**WHAT YOU SHOULD DO**
Among the lines below, some may contain the string "crate". Say how many do, and give nothing besides the number.

**Stored dataset items**
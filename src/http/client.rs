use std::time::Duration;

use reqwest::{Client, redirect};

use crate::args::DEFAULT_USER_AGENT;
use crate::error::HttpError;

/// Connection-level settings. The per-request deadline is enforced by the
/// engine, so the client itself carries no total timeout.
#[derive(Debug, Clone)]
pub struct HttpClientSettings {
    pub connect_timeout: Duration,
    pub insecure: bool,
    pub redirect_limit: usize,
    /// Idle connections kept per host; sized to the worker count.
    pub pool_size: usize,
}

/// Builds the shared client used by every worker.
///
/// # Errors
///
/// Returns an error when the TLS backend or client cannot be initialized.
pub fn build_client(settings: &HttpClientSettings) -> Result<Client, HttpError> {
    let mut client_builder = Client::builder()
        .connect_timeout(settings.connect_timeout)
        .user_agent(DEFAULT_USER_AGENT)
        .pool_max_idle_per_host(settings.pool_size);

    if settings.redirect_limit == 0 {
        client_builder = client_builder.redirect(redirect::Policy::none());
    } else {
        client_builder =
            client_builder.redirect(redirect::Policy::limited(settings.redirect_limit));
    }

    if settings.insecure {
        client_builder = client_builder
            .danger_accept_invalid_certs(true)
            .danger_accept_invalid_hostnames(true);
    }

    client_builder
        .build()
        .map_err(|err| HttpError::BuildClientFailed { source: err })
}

**ANSWER SECTION**
2